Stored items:
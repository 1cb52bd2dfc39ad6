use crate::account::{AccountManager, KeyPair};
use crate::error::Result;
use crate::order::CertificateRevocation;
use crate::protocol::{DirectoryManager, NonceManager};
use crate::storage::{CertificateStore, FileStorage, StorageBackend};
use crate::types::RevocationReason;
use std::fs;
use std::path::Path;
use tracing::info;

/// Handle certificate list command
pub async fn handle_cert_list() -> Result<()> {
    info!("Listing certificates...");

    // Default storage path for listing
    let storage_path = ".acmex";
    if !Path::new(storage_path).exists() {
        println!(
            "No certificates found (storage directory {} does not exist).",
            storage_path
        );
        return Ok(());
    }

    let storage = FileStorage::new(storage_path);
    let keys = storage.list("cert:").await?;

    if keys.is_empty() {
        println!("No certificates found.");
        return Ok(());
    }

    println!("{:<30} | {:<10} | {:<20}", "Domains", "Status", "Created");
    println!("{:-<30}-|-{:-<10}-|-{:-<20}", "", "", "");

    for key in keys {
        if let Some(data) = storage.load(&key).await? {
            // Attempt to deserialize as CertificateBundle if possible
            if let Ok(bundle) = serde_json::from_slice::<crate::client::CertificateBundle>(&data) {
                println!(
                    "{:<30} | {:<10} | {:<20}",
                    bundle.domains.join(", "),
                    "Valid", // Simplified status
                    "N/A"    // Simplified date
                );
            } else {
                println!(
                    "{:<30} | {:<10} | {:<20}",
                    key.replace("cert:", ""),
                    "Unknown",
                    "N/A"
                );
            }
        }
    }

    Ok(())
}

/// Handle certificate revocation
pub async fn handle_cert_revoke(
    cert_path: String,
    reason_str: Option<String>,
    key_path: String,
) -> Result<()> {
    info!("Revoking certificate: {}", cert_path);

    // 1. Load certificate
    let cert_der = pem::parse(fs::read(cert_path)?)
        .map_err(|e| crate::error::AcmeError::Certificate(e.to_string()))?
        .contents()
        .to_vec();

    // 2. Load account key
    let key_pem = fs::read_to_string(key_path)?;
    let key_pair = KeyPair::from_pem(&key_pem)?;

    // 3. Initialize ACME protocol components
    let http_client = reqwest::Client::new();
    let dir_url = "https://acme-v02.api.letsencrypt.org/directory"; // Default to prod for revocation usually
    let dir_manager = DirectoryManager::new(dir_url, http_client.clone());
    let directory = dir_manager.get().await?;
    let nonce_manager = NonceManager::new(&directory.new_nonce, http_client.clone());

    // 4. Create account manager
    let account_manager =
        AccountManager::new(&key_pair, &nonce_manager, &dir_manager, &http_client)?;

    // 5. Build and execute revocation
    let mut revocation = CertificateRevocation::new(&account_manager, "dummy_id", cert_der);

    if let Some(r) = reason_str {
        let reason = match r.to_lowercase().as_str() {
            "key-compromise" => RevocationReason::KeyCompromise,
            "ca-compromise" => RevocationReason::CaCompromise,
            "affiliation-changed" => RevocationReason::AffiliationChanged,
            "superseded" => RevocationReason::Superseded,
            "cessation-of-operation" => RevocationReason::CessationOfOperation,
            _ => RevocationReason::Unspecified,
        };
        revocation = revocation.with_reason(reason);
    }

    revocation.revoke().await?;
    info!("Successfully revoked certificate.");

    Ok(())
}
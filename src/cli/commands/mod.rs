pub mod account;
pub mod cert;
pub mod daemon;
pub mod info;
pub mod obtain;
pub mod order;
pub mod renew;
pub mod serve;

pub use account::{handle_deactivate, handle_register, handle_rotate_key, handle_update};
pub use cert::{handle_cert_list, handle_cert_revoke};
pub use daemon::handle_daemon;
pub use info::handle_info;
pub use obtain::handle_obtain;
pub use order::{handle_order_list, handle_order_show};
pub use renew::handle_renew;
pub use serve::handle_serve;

--

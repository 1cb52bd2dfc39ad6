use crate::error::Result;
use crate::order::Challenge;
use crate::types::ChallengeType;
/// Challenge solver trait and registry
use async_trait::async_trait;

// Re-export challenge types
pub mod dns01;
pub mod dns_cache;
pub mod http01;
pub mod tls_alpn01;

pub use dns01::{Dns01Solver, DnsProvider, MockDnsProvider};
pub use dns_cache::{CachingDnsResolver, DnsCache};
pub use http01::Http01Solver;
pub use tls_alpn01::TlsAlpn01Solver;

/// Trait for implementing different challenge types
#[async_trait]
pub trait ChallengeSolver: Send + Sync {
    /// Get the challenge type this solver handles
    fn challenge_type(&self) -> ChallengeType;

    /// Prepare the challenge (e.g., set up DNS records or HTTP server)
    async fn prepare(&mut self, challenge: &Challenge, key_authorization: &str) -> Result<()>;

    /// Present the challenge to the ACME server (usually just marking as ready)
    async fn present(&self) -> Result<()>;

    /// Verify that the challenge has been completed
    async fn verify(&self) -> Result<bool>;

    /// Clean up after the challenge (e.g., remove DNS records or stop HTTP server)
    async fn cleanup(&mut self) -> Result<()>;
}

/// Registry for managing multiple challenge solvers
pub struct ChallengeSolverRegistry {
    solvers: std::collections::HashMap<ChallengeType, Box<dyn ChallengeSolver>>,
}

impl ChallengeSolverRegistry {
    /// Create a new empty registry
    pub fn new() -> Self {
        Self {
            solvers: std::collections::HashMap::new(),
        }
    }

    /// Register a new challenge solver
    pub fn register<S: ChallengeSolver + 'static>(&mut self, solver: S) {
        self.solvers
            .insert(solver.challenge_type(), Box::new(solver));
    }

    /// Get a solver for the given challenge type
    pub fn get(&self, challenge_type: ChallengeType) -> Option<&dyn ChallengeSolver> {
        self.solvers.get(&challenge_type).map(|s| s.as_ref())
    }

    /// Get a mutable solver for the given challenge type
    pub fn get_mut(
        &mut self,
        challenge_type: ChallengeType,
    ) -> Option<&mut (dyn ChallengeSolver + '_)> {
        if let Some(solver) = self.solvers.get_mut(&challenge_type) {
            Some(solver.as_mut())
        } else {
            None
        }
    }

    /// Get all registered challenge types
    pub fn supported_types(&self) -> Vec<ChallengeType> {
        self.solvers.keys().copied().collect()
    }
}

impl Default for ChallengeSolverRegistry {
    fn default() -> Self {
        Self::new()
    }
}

§ Your objective
Return each line of the data that contains the string "renew".

§ Answer box
pub mod renew;
pub use renew::handle_renew;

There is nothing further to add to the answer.